==== INPUT MATERIAL

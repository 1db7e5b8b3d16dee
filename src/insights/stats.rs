//! Lifetime statistics and the leaderboard read.

use std::collections::HashMap;

use chrono::NaiveDate;
use rusqlite::{params, Connection, OptionalExtension};
use serde::Serialize;

use crate::config::RulesConfig;
use crate::error::QuestResult;
use crate::insights::DayStat;
use crate::ledger::aggregate;

/// Per-category completion totals.
#[derive(Debug, Default, Clone, Serialize)]
pub struct CategoryStat {
    pub count: i64,
    pub xp: i64,
}

/// Profile slice echoed in the stats response.
#[derive(Debug, Serialize)]
pub struct ProfileSummary {
    pub total_xp: i64,
    pub level: i64,
    pub current_streak: i64,
    pub longest_streak: i64,
}

#[derive(Debug, Serialize)]
pub struct StatsOverview {
    pub total_days_tracked: usize,
    /// Lifetime XP divided by tracked days, rounded.
    pub average_xp_per_day: i64,
    /// Days at or above the daily goal.
    pub goals_achieved: usize,
    /// goals_achieved over tracked days, as a rounded percentage.
    pub completion_rate: i64,
    pub best_day: Option<DayStat>,
    pub last_7_days_xp: i64,
}

/// Response from the stats read.
#[derive(Debug, Serialize)]
pub struct StatsResponse {
    pub profile: ProfileSummary,
    pub overview: StatsOverview,
    pub categories: HashMap<String, CategoryStat>,
    pub quest_frequency: HashMap<String, i64>,
    pub total_quests: i64,
    pub total_completions: i64,
}

/// Compute lifetime statistics for a user. `today` anchors the trailing
/// 7-day window.
pub fn user_stats(
    conn: &Connection,
    rules: &RulesConfig,
    user: &str,
    today: NaiveDate,
) -> QuestResult<StatsResponse> {
    let profile = conn
        .query_row(
            "SELECT total_xp, level, current_streak, longest_streak FROM profiles WHERE id = ?1",
            params![user],
            |row| {
                Ok(ProfileSummary {
                    total_xp: row.get(0)?,
                    level: row.get(1)?,
                    current_streak: row.get(2)?,
                    longest_streak: row.get(3)?,
                })
            },
        )
        .optional()?
        .unwrap_or(ProfileSummary {
            total_xp: 0,
            level: 1,
            current_streak: 0,
            longest_streak: 0,
        });

    let logs = aggregate::all_daily_logs(conn, user)?;
    let total_days = logs.len();
    let average_xp_per_day = if total_days > 0 {
        (profile.total_xp as f64 / total_days as f64).round() as i64
    } else {
        0
    };
    let goals_achieved = logs.iter().filter(|l| l.total_xp >= rules.daily_goal).count();
    let completion_rate = if total_days > 0 {
        (goals_achieved as f64 / total_days as f64 * 100.0).round() as i64
    } else {
        0
    };

    let best_day = logs
        .iter()
        .max_by_key(|l| l.total_xp)
        .map(|l| DayStat {
            date: l.log_date,
            xp: l.total_xp,
        });

    let last_7_days_xp = logs
        .iter()
        .filter(|l| {
            let age = (today - l.log_date).num_days();
            (0..7).contains(&age)
        })
        .map(|l| l.total_xp)
        .sum();

    let (categories, quest_frequency, total_completions) = completion_breakdown(conn, user)?;

    let total_quests: i64 = conn.query_row("SELECT COUNT(*) FROM quests", [], |row| row.get(0))?;

    Ok(StatsResponse {
        profile,
        overview: StatsOverview {
            total_days_tracked: total_days,
            average_xp_per_day,
            goals_achieved,
            completion_rate,
            best_day,
            last_7_days_xp,
        },
        categories,
        quest_frequency,
        total_quests,
        total_completions,
    })
}

/// Group the user's completions by quest category and by quest name.
///
/// Completions whose quest was deleted fall into the `Other` category and
/// an `Unknown` frequency bucket.
fn completion_breakdown(
    conn: &Connection,
    user: &str,
) -> QuestResult<(HashMap<String, CategoryStat>, HashMap<String, i64>, i64)> {
    let mut stmt = conn.prepare(
        "SELECT c.xp_earned, q.category, q.name \
         FROM quest_completions c LEFT JOIN quests q ON q.id = c.quest_id \
         WHERE c.user_id = ?1",
    )?;
    let rows: Vec<(i64, Option<String>, Option<String>)> = stmt
        .query_map(params![user], |row| {
            Ok((row.get(0)?, row.get(1)?, row.get(2)?))
        })?
        .collect::<Result<Vec<_>, _>>()?;

    let mut categories: HashMap<String, CategoryStat> = HashMap::new();
    let mut frequency: HashMap<String, i64> = HashMap::new();
    let total = rows.len() as i64;

    for (xp, category, name) in rows {
        let entry = categories
            .entry(category.unwrap_or_else(|| "Other".to_string()))
            .or_default();
        entry.count += 1;
        entry.xp += xp;

        *frequency
            .entry(name.unwrap_or_else(|| "Unknown".to_string()))
            .or_insert(0) += 1;
    }

    Ok((categories, frequency, total))
}

/// One leaderboard row.
#[derive(Debug, Serialize)]
pub struct LeaderboardEntry {
    pub id: String,
    pub username: String,
    pub total_xp: i64,
    pub level: i64,
    pub current_streak: i64,
    pub longest_streak: i64,
    /// XP earned today, 0 when the user has no aggregate row yet.
    pub today_xp: i64,
}

/// Rank the given identities by lifetime XP, with today's XP joined in.
/// Identities are opaque strings supplied by the caller — the social graph
/// that selects them lives outside this crate.
pub fn leaderboard(
    conn: &Connection,
    user_ids: &[String],
    today: NaiveDate,
) -> QuestResult<Vec<LeaderboardEntry>> {
    let mut entries = Vec::new();
    for user in user_ids {
        let row = conn
            .query_row(
                "SELECT id, username, total_xp, level, current_streak, longest_streak \
                 FROM profiles WHERE id = ?1",
                params![user],
                |row| {
                    Ok((
                        row.get::<_, String>(0)?,
                        row.get::<_, String>(1)?,
                        row.get::<_, i64>(2)?,
                        row.get::<_, i64>(3)?,
                        row.get::<_, i64>(4)?,
                        row.get::<_, i64>(5)?,
                    ))
                },
            )
            .optional()?;

        let Some((id, username, total_xp, level, current_streak, longest_streak)) = row else {
            continue;
        };

        let today_xp = aggregate::get_daily_log(conn, &id, today)?
            .map(|l| l.total_xp)
            .unwrap_or(0);

        entries.push(LeaderboardEntry {
            id,
            username,
            total_xp,
            level,
            current_streak,
            longest_streak,
            today_xp,
        });
    }

    entries.sort_by(|a, b| b.total_xp.cmp(&a.total_xp));
    Ok(entries)
}

#[cfg(test)]
mod tests {
    use super::*;
    use crate::db;
    use crate::ledger::completions::record_completion;
    use crate::ledger::quests;
    use crate::ledger::types::NewQuest;

    fn test_db() -> Connection {
        db::open_memory_database().unwrap()
    }

    fn rules() -> RulesConfig {
        RulesConfig::default()
    }

    fn make_quest(conn: &Connection, name: &str, xp: i64, category: &str) -> String {
        quests::create_quest(
            conn,
            None,
            &NewQuest {
                name: name.into(),
                xp_value: Some(xp),
                category: Some(category.into()),
                ..Default::default()
            },
        )
        .unwrap()
        .id
    }

    fn date(s: &str) -> NaiveDate {
        s.parse().unwrap()
    }

    #[test]
    fn empty_user_stats() {
        let conn = test_db();
        let stats = user_stats(&conn, &rules(), "u1", date("2025-01-15")).unwrap();
        assert_eq!(stats.overview.total_days_tracked, 0);
        assert_eq!(stats.overview.completion_rate, 0);
        assert_eq!(stats.profile.level, 1);
        assert!(stats.overview.best_day.is_none());
        assert_eq!(stats.total_completions, 0);
    }

    #[test]
    fn stats_aggregate_categories_and_frequency() {
        let mut conn = test_db();
        let workout = make_quest(&conn, "Workout", 30, "fitness");
        let reading = make_quest(&conn, "Read", 50, "mind");

        record_completion(&mut conn, &rules(), "u1", "t", &workout, Some(date("2025-01-14"))).unwrap();
        record_completion(&mut conn, &rules(), "u1", "t", &workout, Some(date("2025-01-15"))).unwrap();
        record_completion(&mut conn, &rules(), "u1", "t", &reading, Some(date("2025-01-15"))).unwrap();

        let stats = user_stats(&conn, &rules(), "u1", date("2025-01-15")).unwrap();
        assert_eq!(stats.overview.total_days_tracked, 2);
        assert_eq!(stats.overview.goals_achieved, 1); // only Jan 15 hits 80
        assert_eq!(stats.overview.completion_rate, 50);
        assert_eq!(stats.overview.last_7_days_xp, 110);
        assert_eq!(stats.overview.best_day.as_ref().unwrap().xp, 80);
        assert_eq!(stats.categories["fitness"].count, 2);
        assert_eq!(stats.categories["fitness"].xp, 60);
        assert_eq!(stats.quest_frequency["Workout"], 2);
        assert_eq!(stats.total_completions, 3);
        // average per tracked day: 110 / 2 = 55
        assert_eq!(stats.overview.average_xp_per_day, 55);
    }

    #[test]
    fn deleted_quest_falls_into_other_bucket() {
        let mut conn = test_db();
        let workout = make_quest(&conn, "Workout", 30, "fitness");
        record_completion(&mut conn, &rules(), "u1", "t", &workout, Some(date("2025-01-15"))).unwrap();
        quests::delete_quest(&conn, &workout).unwrap();

        let stats = user_stats(&conn, &rules(), "u1", date("2025-01-15")).unwrap();
        assert_eq!(stats.categories["Other"].count, 1);
        assert_eq!(stats.quest_frequency["Unknown"], 1);
    }

    #[test]
    fn leaderboard_orders_by_total_xp_with_today() {
        let mut conn = test_db();
        let big = make_quest(&conn, "Epic", 100, "fitness");
        let small = make_quest(&conn, "Walk", 10, "fitness");

        record_completion(&mut conn, &rules(), "alice", "alice", &big, Some(date("2025-01-15"))).unwrap();
        record_completion(&mut conn, &rules(), "bob", "bob", &small, Some(date("2025-01-15"))).unwrap();

        let board = leaderboard(
            &conn,
            &["bob".to_string(), "alice".to_string(), "ghost".to_string()],
            date("2025-01-15"),
        )
        .unwrap();

        assert_eq!(board.len(), 2); // unknown identities are skipped
        assert_eq!(board[0].username, "alice");
        assert_eq!(board[0].today_xp, 100);
        assert_eq!(board[1].username, "bob");
    }
}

========

● **TASK PROMPT**
Among the lines above, find those with the word "rows" and list them.

● **ANSWER SPACE**
    let rows: Vec<(i64, Option<String>, Option<String>)> = stmt
    let total = rows.len() as i64;
    for (xp, category, name) in rows {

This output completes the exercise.